Es un arma de doble filo que estemos en la vera de la locura. Hay varios estudios que apuntan a que la prevalencia de TDAH es hasta cinco veces mayor en la población carcelaria que en la general. Además, es significativamente mayor entre los reclusos divorciados, los que carecen de empleo y, sobre todo, los que no terminaron los estudios. Es probable que también lo tuviera Lucky Luciano. La impulsividad, la disfunción ejecutiva y la desregulación emocional son el caldo de cultivo perfecto para las conductas delictivas, o adictivas.
Llegué al metilfenidato cuando, una madrugada en que mi vida empezaba a estar en franca consonancia con la del Bart del futuro, Lisa Pérez Simpson me dio su opinión, personal y profesional.
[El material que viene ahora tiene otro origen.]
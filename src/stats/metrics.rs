//! Process-wide relay counters

use std::sync::atomic::{AtomicU64, Ordering};
use std::time::{Duration, Instant};

/// Live counters shared by every connection task
#[derive(Debug)]
pub struct RelayStats {
    started_at: Instant,
    accepted: AtomicU64,
    active: AtomicU64,
    rejected: AtomicU64,
    bytes_in: AtomicU64,
    bytes_out: AtomicU64,
}

impl RelayStats {
    pub fn new() -> Self {
        Self {
            started_at: Instant::now(),
            accepted: AtomicU64::new(0),
            active: AtomicU64::new(0),
            rejected: AtomicU64::new(0),
            bytes_in: AtomicU64::new(0),
            bytes_out: AtomicU64::new(0),
        }
    }

    pub fn connection_opened(&self) {
        self.accepted.fetch_add(1, Ordering::Relaxed);
        self.active.fetch_add(1, Ordering::Relaxed);
    }

    pub fn connection_closed(&self) {
        // Never underflow if a close is reported twice
        let _ = self
            .active
            .fetch_update(Ordering::Relaxed, Ordering::Relaxed, |n| n.checked_sub(1));
    }

    /// Connection refused by the connection limit
    pub fn connection_rejected(&self) {
        self.rejected.fetch_add(1, Ordering::Relaxed);
    }

    pub fn add_bytes_in(&self, n: usize) {
        self.bytes_in.fetch_add(n as u64, Ordering::Relaxed);
    }

    pub fn add_bytes_out(&self, n: usize) {
        self.bytes_out.fetch_add(n as u64, Ordering::Relaxed);
    }

    pub fn uptime(&self) -> Duration {
        self.started_at.elapsed()
    }

    /// Point-in-time copy of the counters
    ///
    /// `active_streams` comes from the registry, so the caller passes it in.
    pub fn snapshot(&self, active_streams: usize) -> ServerStats {
        ServerStats {
            total_connections: self.accepted.load(Ordering::Relaxed),
            active_connections: self.active.load(Ordering::Relaxed),
            rejected_connections: self.rejected.load(Ordering::Relaxed),
            total_bytes_received: self.bytes_in.load(Ordering::Relaxed),
            total_bytes_sent: self.bytes_out.load(Ordering::Relaxed),
            active_streams: active_streams as u64,
            uptime: self.uptime(),
        }
    }
}

impl Default for RelayStats {
    fn default() -> Self {
        Self::new()
    }
}

/// Server-wide statistics
#[derive(Debug, Clone, Default, PartialEq)]
pub struct ServerStats {
    /// Total connections ever accepted
    pub total_connections: u64,
    /// Current active connections
    pub active_connections: u64,
    /// Connections refused at the limit
    pub rejected_connections: u64,
    /// Total bytes received from peers
    pub total_bytes_received: u64,
    /// Total bytes written to peers
    pub total_bytes_sent: u64,
    /// Paths with a live publisher
    pub active_streams: u64,
    pub uptime: Duration,
}

impl ServerStats {
    /// Average inbound bitrate over the uptime, in bits per second
    pub fn inbound_bitrate(&self) -> u64 {
        let secs = self.uptime.as_secs();
        if secs > 0 {
            (self.total_bytes_received * 8) / secs
        } else {
            0
        }
    }
}

#[cfg(test)]
mod tests {
    use super::*;

    #[test]
    fn test_relay_stats_new() {
        let stats = RelayStats::new().snapshot(0);
        assert_eq!(stats.total_connections, 0);
        assert_eq!(stats.active_connections, 0);
        assert_eq!(stats.total_bytes_received, 0);
        assert_eq!(stats.total_bytes_sent, 0);
        assert_eq!(stats.active_streams, 0);
    }

    #[test]
    fn test_connection_counters() {
        let stats = RelayStats::new();
        stats.connection_opened();
        stats.connection_opened();
        stats.connection_closed();
        stats.connection_rejected();

        let snap = stats.snapshot(1);
        assert_eq!(snap.total_connections, 2);
        assert_eq!(snap.active_connections, 1);
        assert_eq!(snap.rejected_connections, 1);
        assert_eq!(snap.active_streams, 1);
    }

    #[test]
    fn test_close_does_not_underflow() {
        let stats = RelayStats::new();
        stats.connection_closed();
        assert_eq!(stats.snapshot(0).active_connections, 0);
    }

    #[test]
    fn test_byte_counters() {
        let stats = RelayStats::new();
        stats.add_bytes_in(1500);
        stats.add_bytes_in(500);
        stats.add_bytes_out(3073);

        let snap = stats.snapshot(0);
        assert_eq!(snap.total_bytes_received, 2000);
        assert_eq!(snap.total_bytes_sent, 3073);
    }

    #[test]
    fn test_inbound_bitrate() {
        let snap = ServerStats {
            total_bytes_received: 1_000_000,
            uptime: Duration::from_secs(10),
            ..Default::default()
        };
        // 1,000,000 bytes * 8 bits / 10 seconds
        assert_eq!(snap.inbound_bitrate(), 800_000);

        let snap = ServerStats {
            total_bytes_received: 1_000_000,
            ..Default::default()
        };
        assert_eq!(snap.inbound_bitrate(), 0);
    }
}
En esta línea de tiempo ella no es presidente de Estados Unidos, pero sí posdoctora en Neurociencias por la AUTAPS (Alta Universidad de Tremenda Autoridad y Prestigio de Springfield). Un ultimátum con conocimiento de causa y el amor de cientos de capítulos.
—O te medicas o te encierras. No vas a poder tú sólo.
Y en efecto, el diagnóstico de la doctora Sofía Hibbert fue Trastorno de Déficit de Atención con comorbilidad de drogodependencia. No dijo ni vago ni loco.
Las tasas de adicción en los estudios de pacientes con el trastorno es abrumadora. Entre consumidores de alcohol es de más del 30%, entre consumidores de cocaína suela alcanzar el 40% y entre consumidores de cannabis llega al 50%, según la muestra que utilice el estudio, pero los porcentajes no cambian mucho. La doctora me explicó lo que en su momento ya me había dicho el doctor Olmo Riviera. Mis hábitos de consumo, tal como los del Bart del futuro, eran reflejo de la necesidad imperiosa de paliar los principales síntomas del trastorno: ansiedad constante y una especie de pensamiento arborescente que hace muy complicado llevar a cabo tareas únicas en un tiempo razonable. A eso le sigue la baja autoestima que genera el fracaso constante y la llamada parálisis ejecutiva, nuestra némesis, ese momento en que tienes tantas cosas por hacer que el simple hecho de pensar en comenzar a atajar los pendientes te arroja a un limbo de inquietud que termina en la inacción. Todos estos síntomas son apreciados en la sociedad como una falla moral. Vago, holgazán, mañoso, vividor y sí, pero no lo diga así tan fuerte. No falte al respeto, oiga.
Escribo esto bajo el efecto del metilfenidato, 27 mg, y hoy cumplo 400 días sin drogarme. Las cosas han mejorado, sobre todo para mis seres queridos y mis colegas. No deja de ser sintomático de la sociedad en que vivimos que, cada vez que voy a una farmacia a que me surtan la receta, me pidan mis datos como si estuviera entrando en la penitenciaría, los guardias de seguridad empiezan a rondarme y al final me entregan el frasco con suspicacia. Por otro lado, el dealer llegaba en 20 minutos a donde estuviera y me daba fiado.
En fin, creo que al Bart del capítulo 2 de la temporada 11 puede irle bien. Una ayudita farmacéutica, con seguimiento psiquiátrico, es capaz de ordenar la fiesta química de nuestros cerebros. Y una hermana como Lisa Pérez Simpson, sobre todo alguien como ella. Gracias, Lisa. Tú tienes la inteligencia para llegar hasta donde quieras. Y cuando llegues, yo estaré contigo para pedirte prestado.